There are several strengths to our study. In addition to the large sample size, the main strength of our study was the multiple rigorous statistical methods. First, colon cancer is studied separately from rectal cancer due to their different biological behaviors. Second, potential nonlinear associations between tumor size and outcomes (OS and CSS) were evaluated using RCS. Third, to correct for potential confounding factors, univariable and multivariable Cox regression were used. Additionally, PSM analysis was also performed as a sensitivity analysis. Therefore, the findings of our study were robust. Fourth, tumor size was analyzed as both continuous and categorical variables. Moreover, when it was analysed as a categorical variable, different numbers of categories (two, three, and four categories) and cut-off values were used. Thus, the results were reliable. Fifth, both OS and CSS were evaluated as survival outcomes. Last, subgroup analyses were conducted and a special population was identified (stage II early-onset colon cancer).

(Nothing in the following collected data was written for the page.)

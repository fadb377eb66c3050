// Stand-in player for the host binary
//
// Connects after a fixed delay and logs every operation. Playing state is
// tracked so toggles and resumes are visible in the log.

use std::sync::atomic::{AtomicBool, AtomicI64, Ordering};
use std::time::{Duration, Instant};

use media_relay::PlayerController;
use tracing::info;

/// Step size for fast-forward and rewind.
const STEP: Duration = Duration::from_secs(30);

pub struct SimulatedPlayer {
    ready_at: Instant,
    playing: AtomicBool,
    /// Net steps taken, forward positive.
    steps: AtomicI64,
}

impl SimulatedPlayer {
    pub fn new(connect_delay: Duration) -> Self {
        Self {
            ready_at: Instant::now() + connect_delay,
            playing: AtomicBool::new(false),
            steps: AtomicI64::new(0),
        }
    }

    pub fn is_playing(&self) -> bool {
        self.playing.load(Ordering::SeqCst)
    }
}

impl PlayerController for SimulatedPlayer {
    async fn await_ready(&self) -> anyhow::Result<()> {
        let remaining = self.ready_at.saturating_duration_since(Instant::now());
        if !remaining.is_zero() {
            info!(?remaining, "waiting for player connection");
            tokio::time::sleep(remaining).await;
        }
        Ok(())
    }

    async fn play_pause(&self) -> anyhow::Result<()> {
        let was_playing = self.playing.fetch_xor(true, Ordering::SeqCst);
        info!(playing = !was_playing, "play/pause");
        Ok(())
    }

    async fn fast_forward(&self) -> anyhow::Result<()> {
        let steps = self.steps.fetch_add(1, Ordering::SeqCst) + 1;
        info!(step = ?STEP, steps, "fast forward");
        Ok(())
    }

    async fn rewind(&self) -> anyhow::Result<()> {
        let steps = self.steps.fetch_sub(1, Ordering::SeqCst) - 1;
        info!(step = ?STEP, steps, "rewind");
        Ok(())
    }

    async fn play(&self) -> anyhow::Result<()> {
        self.playing.store(true, Ordering::SeqCst);
        info!("play");
        Ok(())
    }
}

However, when interpreting the results of the present study, several limitations should be considered. First, the retrospective nature of the study limited the generalizability of the results. Prospective studies are needed in the future. Second, besides genetics and epigenetics data, microsatellite instability status, comorbidities, intestinal obstruction or penetration, and detailed information on CEA, radiotherapy, and chemotherapy were not included in the SEER database. Third, there is still a possibility of residual confounding, despite adjusting for potential confounders. Fourth, only the US population were included in the SEER database, possibly resulting in a degree of selection bias. The results of the present study might be unsuitable for patients in other countries, suggesting that a large-scale multicenter global study is necessary. Fifth, only patients who had undergone surgical resection were included in this study. Therefore, our results may not apply to patients without surgical resection.

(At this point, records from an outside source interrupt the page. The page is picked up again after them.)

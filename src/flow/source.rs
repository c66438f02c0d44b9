//! Adapter boundary to the external disassembler.
//!
//! This crate does not decode instructions or extract control flow itself. A
//! [`CfgSource`] supplies, for a function address, the basic block layout and
//! edges the disassembler recovered, and enumerates instruction addresses on
//! demand. [`FunctionGraph`](crate::flow::FunctionGraph) copies the layout into
//! its own value types at build time; the source is kept only for lazy
//! instruction enumeration during traversal and state replay.

use std::fmt::Debug;

use crate::Result;

/// Basic block layout reported by a [`CfgSource`] for one function.
///
/// Blocks are ordered; index 0 must be the entry block (the block containing
/// the function's first instruction). Edges reference blocks by their start
/// address.
#[derive(Debug, Clone, PartialEq, Eq)]
pub struct BlockSpec {
    /// Address of the block's first instruction.
    pub start: u64,
    /// Exclusive end address of the block.
    pub end: u64,
    /// Start addresses of blocks with an edge into this block.
    pub predecessors: Vec<u64>,
    /// Start addresses of blocks this block has an edge to.
    pub successors: Vec<u64>,
}

/// Function bounds and block layout reported by a [`CfgSource`].
#[derive(Debug, Clone, PartialEq, Eq)]
pub struct FunctionSpec {
    /// Address of the function's first instruction.
    pub start: u64,
    /// Exclusive end address of the function.
    pub end: u64,
    /// Ordered basic blocks; index 0 is the entry block.
    pub blocks: Vec<BlockSpec>,
}

/// Control-flow information supplied by an external disassembler.
///
/// Implementations adapt a concrete disassembler (or a test fixture) to the
/// two queries this crate needs: the block layout of a function, and the
/// ordered instruction addresses within an address range.
///
/// # Contract
///
/// - [`function`](Self::function) returns the blocks of the function
///   containing `address`, entry block first. Addresses covered by no block
///   (alignment padding, embedded data) are simply absent from the layout.
/// - [`instructions`](Self::instructions) returns the addresses of all
///   instructions beginning in `[start, end)`, in ascending order. The range
///   is expected to lie within a single basic block; callers never ask for
///   ranges spanning block boundaries.
///
/// # Examples
///
/// ```rust,ignore
/// struct IdaExport { /* parsed basic-block dump */ }
///
/// impl CfgSource for IdaExport {
///     fn function(&self, address: u64) -> flowtrace::Result<FunctionSpec> {
///         self.lookup(address).ok_or(flowtrace::Error::AddressOutOfFunction {
///             address,
///             start: self.image_base,
///             end: self.image_end,
///         })
///     }
///
///     fn instructions(&self, start: u64, end: u64) -> Vec<u64> {
///         self.heads.range(start..end).copied().collect()
///     }
/// }
/// ```
pub trait CfgSource: Debug + Send + Sync {
    /// Returns the block layout of the function containing `address`.
    ///
    /// # Errors
    ///
    /// Returns an error if no function contains `address` or the layout cannot
    /// be recovered; the error is propagated unchanged by
    /// [`FunctionGraph::build`](crate::flow::FunctionGraph::build).
    fn function(&self, address: u64) -> Result<FunctionSpec>;

    /// Returns the addresses of instructions beginning in `[start, end)`,
    /// ascending.
    fn instructions(&self, start: u64, end: u64) -> Vec<u64>;
}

To the best of our knowledge, this is the first large study to reveal the association between tumor size and survival outcomes in early-onset colon and rectal cancer. Our study highlights that tumor size is an important risk factor for OS and CSS in early-onset colon and rectal cancer. More prospective multicenter studies are needed to validate the association between tumor size and survival in stage II early-onset colon cancer, especially stratified by microsatellite instability status. Further studies should also be undertaken to elucidate the underlying genetic and molecular mechanisms of the impact of tumor size on the survival of early-onset colon and rectal cancer.

Conclusions

This study found that patients with larger tumors experienced worse OS and CSS compared to those with smaller tumors in early-onset colon and rectal cancer. Notably, smaller tumors may reflect a more biologically aggressive phenotype and be associated with worse survival in stage II early-onset colon cancer. More studies are warranted to verify our findings and elucidate the underlying mechanisms.